--- START ---

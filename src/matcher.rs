use crate::clock::elapsed_ms;
use serde::{Deserialize, Serialize};

/// What a recorded event represents
#[derive(Clone, Copy, Debug, PartialEq, Eq, Serialize, Deserialize, strum_macros::Display)]
#[serde(rename_all = "lowercase")]
#[strum(serialize_all = "lowercase")]
pub enum KeyAction {
    KeyDown,
    KeyUp,
    AutoScroll,
}

/// One entry of the session's event log
#[derive(Clone, Debug, PartialEq, Serialize, Deserialize)]
#[serde(rename_all = "camelCase")]
pub struct TypingEvent {
    pub timestamp: i64,
    pub key: String,
    pub action: KeyAction,
    #[serde(skip_serializing_if = "Option::is_none")]
    pub is_correct: Option<bool>,
    #[serde(skip_serializing_if = "Option::is_none")]
    pub latency_ms: Option<u64>,
    #[serde(skip_serializing_if = "Option::is_none")]
    pub cursor_index: Option<usize>,
    #[serde(skip_serializing_if = "Option::is_none")]
    pub expected: Option<char>,
    /// the character the key produced, for named keys such as "Space"
    #[serde(default, skip_serializing_if = "Option::is_none")]
    pub typed: Option<char>,
    /// set once a later backspace took this keystroke back
    #[serde(default, skip_serializing_if = "std::ops::Not::not")]
    pub undone: bool,
}

/// Key names as delivered by hosts, normalised
#[derive(Clone, Copy, Debug, PartialEq, Eq)]
pub enum Keystroke {
    Char(char),
    Backspace,
    /// Modifiers, arrows and anything else that does not type text
    Ignored,
}

impl Keystroke {
    pub fn parse(key: &str) -> Self {
        match key {
            "Backspace" => Keystroke::Backspace,
            "Space" | "Spacebar" => Keystroke::Char(' '),
            "Enter" => Keystroke::Char('\n'),
            "Tab" => Keystroke::Char('\t'),
            _ => {
                let mut chars = key.chars();
                match (chars.next(), chars.next()) {
                    (Some(c), None) => Keystroke::Char(c),
                    _ => Keystroke::Ignored,
                }
            }
        }
    }
}

/// How the cursor reacts to a wrong key
#[derive(Debug, Clone, Copy, PartialEq, Eq, Serialize, Deserialize)]
#[serde(default, rename_all = "camelCase")]
pub struct MatchPolicy {
    /// after a miss, swallow further wrong keys at the same position
    pub block_on_error: bool,
    /// free typing: a miss still moves the cursor forward
    pub advance_on_error: bool,
    pub allow_backspace: bool,
}

impl Default for MatchPolicy {
    fn default() -> Self {
        Self {
            block_on_error: false,
            advance_on_error: false,
            allow_backspace: true,
        }
    }
}

/// Outcome of feeding one key
#[derive(Clone, Copy, Debug, PartialEq, Eq)]
pub struct KeystrokeResult {
    /// false when the key was ignored, swallowed by a block, or a disabled backspace
    pub accepted: bool,
    /// `None` for keys that were not compared against the target
    pub is_correct: Option<bool>,
    pub cursor_index: usize,
    pub completed: bool,
}

#[derive(Clone, Copy, Debug)]
struct Counted {
    correct: bool,
    advanced: bool,
    event: usize,
}

/// Compares keystrokes against a target text and keeps the counters
#[derive(Debug, Clone)]
pub struct InputMatcher {
    target: Vec<char>,
    policy: MatchPolicy,
    cursor_index: usize,
    correct_count: usize,
    error_count: usize,
    characters_typed: usize,
    locked: bool,
    last_key_at: i64,
    undo: Vec<Counted>,
    events: Vec<TypingEvent>,
}

impl InputMatcher {
    pub fn new(target_text: &str, policy: MatchPolicy, started_at: i64) -> Self {
        Self {
            target: target_text.chars().collect(),
            policy,
            cursor_index: 0,
            correct_count: 0,
            error_count: 0,
            characters_typed: 0,
            locked: false,
            last_key_at: started_at,
            undo: Vec::new(),
            events: Vec::new(),
        }
    }

    pub fn target_len(&self) -> usize {
        self.target.len()
    }

    pub fn expected_char(&self) -> Option<char> {
        self.target.get(self.cursor_index).copied()
    }

    pub fn cursor_index(&self) -> usize {
        self.cursor_index
    }

    pub fn correct_count(&self) -> usize {
        self.correct_count
    }

    pub fn error_count(&self) -> usize {
        self.error_count
    }

    pub fn characters_typed(&self) -> usize {
        self.characters_typed
    }

    pub fn events(&self) -> &[TypingEvent] {
        &self.events
    }

    pub fn is_completed(&self) -> bool {
        self.cursor_index == self.target.len()
    }

    pub fn feed(&mut self, key: &str, timestamp: i64) -> KeystrokeResult {
        if self.is_completed() {
            return self.rejected();
        }

        match Keystroke::parse(key) {
            Keystroke::Char(c) => self.type_char(key, c, timestamp),
            Keystroke::Backspace => self.backspace(key, timestamp),
            Keystroke::Ignored => self.rejected(),
        }
    }

    /// Log a key release; counters are untouched
    pub fn key_up(&mut self, key: &str, timestamp: i64) {
        self.events.push(TypingEvent {
            timestamp,
            key: key.to_string(),
            action: KeyAction::KeyUp,
            is_correct: None,
            latency_ms: None,
            cursor_index: Some(self.cursor_index),
            expected: None,
            typed: None,
            undone: false,
        });
    }

    /// Log a host-driven scroll of the text view
    pub fn autoscroll(&mut self, timestamp: i64) {
        self.events.push(TypingEvent {
            timestamp,
            key: String::new(),
            action: KeyAction::AutoScroll,
            is_correct: None,
            latency_ms: None,
            cursor_index: Some(self.cursor_index),
            expected: None,
            typed: None,
            undone: false,
        });
    }

    fn type_char(&mut self, key: &str, c: char, timestamp: i64) -> KeystrokeResult {
        let Some(expected) = self.expected_char() else {
            return self.rejected();
        };
        let is_correct = c == expected;

        if !is_correct && self.locked {
            return self.rejected();
        }

        let advanced = is_correct || self.policy.advance_on_error;
        if is_correct {
            self.correct_count += 1;
            self.locked = false;
        } else {
            self.error_count += 1;
            self.locked = self.policy.block_on_error && !advanced;
        }
        self.characters_typed += 1;
        if advanced {
            self.cursor_index += 1;
        }
        self.undo.push(Counted {
            correct: is_correct,
            advanced,
            event: self.events.len(),
        });

        let latency = self.take_latency(timestamp);
        self.events.push(TypingEvent {
            timestamp,
            key: key.to_string(),
            action: KeyAction::KeyDown,
            is_correct: Some(is_correct),
            latency_ms: Some(latency),
            cursor_index: Some(self.cursor_index),
            expected: Some(expected),
            typed: Some(c),
            undone: false,
        });

        KeystrokeResult {
            accepted: true,
            is_correct: Some(is_correct),
            cursor_index: self.cursor_index,
            completed: self.is_completed(),
        }
    }

    fn backspace(&mut self, key: &str, timestamp: i64) -> KeystrokeResult {
        if !self.policy.allow_backspace {
            return self.rejected();
        }
        let Some(last) = self.undo.pop() else {
            return self.rejected();
        };

        if last.correct {
            self.correct_count -= 1;
        } else {
            self.error_count -= 1;
        }
        self.characters_typed -= 1;
        if last.advanced {
            self.cursor_index -= 1;
        }
        self.locked = false;
        if let Some(event) = self.events.get_mut(last.event) {
            event.undone = true;
        }

        let latency = self.take_latency(timestamp);
        self.events.push(TypingEvent {
            timestamp,
            key: key.to_string(),
            action: KeyAction::KeyDown,
            is_correct: None,
            latency_ms: Some(latency),
            cursor_index: Some(self.cursor_index),
            expected: None,
            typed: None,
            undone: false,
        });

        KeystrokeResult {
            accepted: true,
            is_correct: None,
            cursor_index: self.cursor_index,
            completed: false,
        }
    }

    fn take_latency(&mut self, timestamp: i64) -> u64 {
        let latency = elapsed_ms(self.last_key_at, timestamp);
        self.last_key_at = self.last_key_at.max(timestamp);
        latency
    }

    fn rejected(&self) -> KeystrokeResult {
        KeystrokeResult {
            accepted: false,
            is_correct: None,
            cursor_index: self.cursor_index,
            completed: self.is_completed(),
        }
    }
}

#[cfg(test)]
mod tests {
    use super::*;

    fn feed_all(m: &mut InputMatcher, keys: &[&str]) {
        for (i, k) in keys.iter().enumerate() {
            m.feed(k, (i as i64 + 1) * 100);
            assert_eq!(
                m.correct_count() + m.error_count(),
                m.characters_typed(),
                "counter invariant broken after {k:?}"
            );
        }
    }

    #[test]
    fn test_keystroke_parse() {
        assert_eq!(Keystroke::parse("a"), Keystroke::Char('a'));
        assert_eq!(Keystroke::parse("é"), Keystroke::Char('é'));
        assert_eq!(Keystroke::parse("Space"), Keystroke::Char(' '));
        assert_eq!(Keystroke::parse("Backspace"), Keystroke::Backspace);
        assert_eq!(Keystroke::parse("Shift"), Keystroke::Ignored);
        assert_eq!(Keystroke::parse(""), Keystroke::Ignored);
    }

    #[test]
    fn test_correct_keys_advance() {
        let mut m = InputMatcher::new("cat", MatchPolicy::default(), 0);
        let r = m.feed("c", 100);
        assert_eq!(
            r,
            KeystrokeResult {
                accepted: true,
                is_correct: Some(true),
                cursor_index: 1,
                completed: false
            }
        );
        m.feed("a", 200);
        let r = m.feed("t", 300);
        assert!(r.completed);
        assert_eq!(m.correct_count(), 3);
        assert_eq!(m.error_count(), 0);
    }

    #[test]
    fn test_miss_stays_in_place_by_default() {
        let mut m = InputMatcher::new("cat", MatchPolicy::default(), 0);
        feed_all(&mut m, &["c", "x", "a", "t"]);
        assert!(m.is_completed());
        assert_eq!(m.correct_count(), 3);
        assert_eq!(m.error_count(), 1);
        assert_eq!(m.characters_typed(), 4);
    }

    #[test]
    fn test_advance_on_error() {
        let policy = MatchPolicy {
            advance_on_error: true,
            ..MatchPolicy::default()
        };
        let mut m = InputMatcher::new("cat", policy, 0);
        feed_all(&mut m, &["c", "x", "t"]);
        assert!(m.is_completed());
        assert_eq!(m.correct_count(), 2);
        assert_eq!(m.error_count(), 1);
    }

    #[test]
    fn test_block_on_error_swallows_repeated_misses() {
        let policy = MatchPolicy {
            block_on_error: true,
            ..MatchPolicy::default()
        };
        let mut m = InputMatcher::new("ab", policy, 0);
        m.feed("x", 10);
        let r = m.feed("y", 20);
        assert!(!r.accepted);
        assert_eq!(m.error_count(), 1);
        assert_eq!(m.cursor_index(), 0);

        let r = m.feed("a", 30);
        assert_eq!(r.is_correct, Some(true));
        assert_eq!(r.cursor_index, 1);

        // lock released once corrected
        m.feed("z", 40);
        assert_eq!(m.error_count(), 2);
    }

    #[test]
    fn test_backspace_releases_block() {
        let policy = MatchPolicy {
            block_on_error: true,
            ..MatchPolicy::default()
        };
        let mut m = InputMatcher::new("ab", policy, 0);
        m.feed("x", 10);
        let r = m.feed("Backspace", 20);
        assert!(r.accepted);
        assert_eq!(m.error_count(), 0);
        assert_eq!(m.characters_typed(), 0);
        let r = m.feed("y", 30);
        assert!(r.accepted);
        assert_eq!(m.error_count(), 1);
    }

    #[test]
    fn test_backspace_reverses_last_contribution() {
        let policy = MatchPolicy {
            advance_on_error: true,
            ..MatchPolicy::default()
        };
        let mut m = InputMatcher::new("test", policy, 0);
        feed_all(&mut m, &["t", "x", "Backspace", "e", "Backspace", "Backspace"]);
        assert_eq!(m.cursor_index(), 0);
        assert_eq!(m.correct_count(), 0);
        assert_eq!(m.error_count(), 0);
        assert_eq!(m.characters_typed(), 0);
    }

    #[test]
    fn test_backspace_at_start_is_noop() {
        let mut m = InputMatcher::new("test", MatchPolicy::default(), 0);
        let r = m.feed("Backspace", 10);
        assert!(!r.accepted);
        assert_eq!(m.cursor_index(), 0);
        assert!(m.events().is_empty());
    }

    #[test]
    fn test_backspace_disabled() {
        let policy = MatchPolicy {
            allow_backspace: false,
            ..MatchPolicy::default()
        };
        let mut m = InputMatcher::new("test", policy, 0);
        m.feed("t", 10);
        let r = m.feed("Backspace", 20);
        assert!(!r.accepted);
        assert_eq!(m.cursor_index(), 1);
        assert_eq!(m.correct_count(), 1);
    }

    #[test]
    fn test_ignored_keys_leave_no_trace() {
        let mut m = InputMatcher::new("hi", MatchPolicy::default(), 0);
        let r = m.feed("Shift", 10);
        assert!(!r.accepted);
        assert_eq!(m.characters_typed(), 0);
        assert!(m.events().is_empty());
    }

    #[test]
    fn test_events_carry_latency_and_expected() {
        let mut m = InputMatcher::new("hi", MatchPolicy::default(), 1_000);
        m.feed("h", 1_150);
        m.feed("o", 1_400);
        m.key_up("o", 1_450);
        m.feed("i", 1_500);

        let events = m.events();
        assert_eq!(events.len(), 4);
        assert_eq!(events[0].latency_ms, Some(150));
        assert_eq!(events[0].expected, Some('h'));
        assert_eq!(events[1].is_correct, Some(false));
        assert_eq!(events[1].expected, Some('i'));
        assert_eq!(events[2].action, KeyAction::KeyUp);
        assert_eq!(events[3].latency_ms, Some(100));
        assert_eq!(events[3].cursor_index, Some(2));
    }

    #[test]
    fn test_backspace_marks_the_undone_keystroke() {
        let mut m = InputMatcher::new("a b", MatchPolicy::default(), 0);
        feed_all(&mut m, &["a", "x", "Backspace", "Space"]);

        let events = m.events();
        assert_eq!(events.len(), 4);
        assert!(!events[0].undone);
        assert!(events[1].undone);
        assert_eq!(events[2].typed, None);
        assert_eq!(events[3].key, "Space");
        assert_eq!(events[3].typed, Some(' '));
        assert_eq!(events[3].is_correct, Some(true));
    }

    #[test]
    fn test_input_after_completion_is_rejected() {
        let mut m = InputMatcher::new("a", MatchPolicy::default(), 0);
        assert!(m.feed("a", 10).completed);
        let r = m.feed("b", 20);
        assert!(!r.accepted);
        assert_eq!(m.characters_typed(), 1);
    }

    #[test]
    fn test_key_action_display() {
        assert_eq!(KeyAction::KeyDown.to_string(), "keydown");
        assert_eq!(KeyAction::AutoScroll.to_string(), "autoscroll");
    }
}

--- END ---

WHAT YOU SHOULD DO: Pick out each line in the material containing "Copy".

EXERCISE SOLUTION:
#[derive(Clone, Copy, Debug, PartialEq, Eq, Serialize, Deserialize, strum_macros::Display)]
#[derive(Clone, Copy, Debug, PartialEq, Eq)]
#[derive(Debug, Clone, Copy, PartialEq, Eq, Serialize, Deserialize)]
#[derive(Clone, Copy, Debug, PartialEq, Eq)]
#[derive(Clone, Copy, Debug)]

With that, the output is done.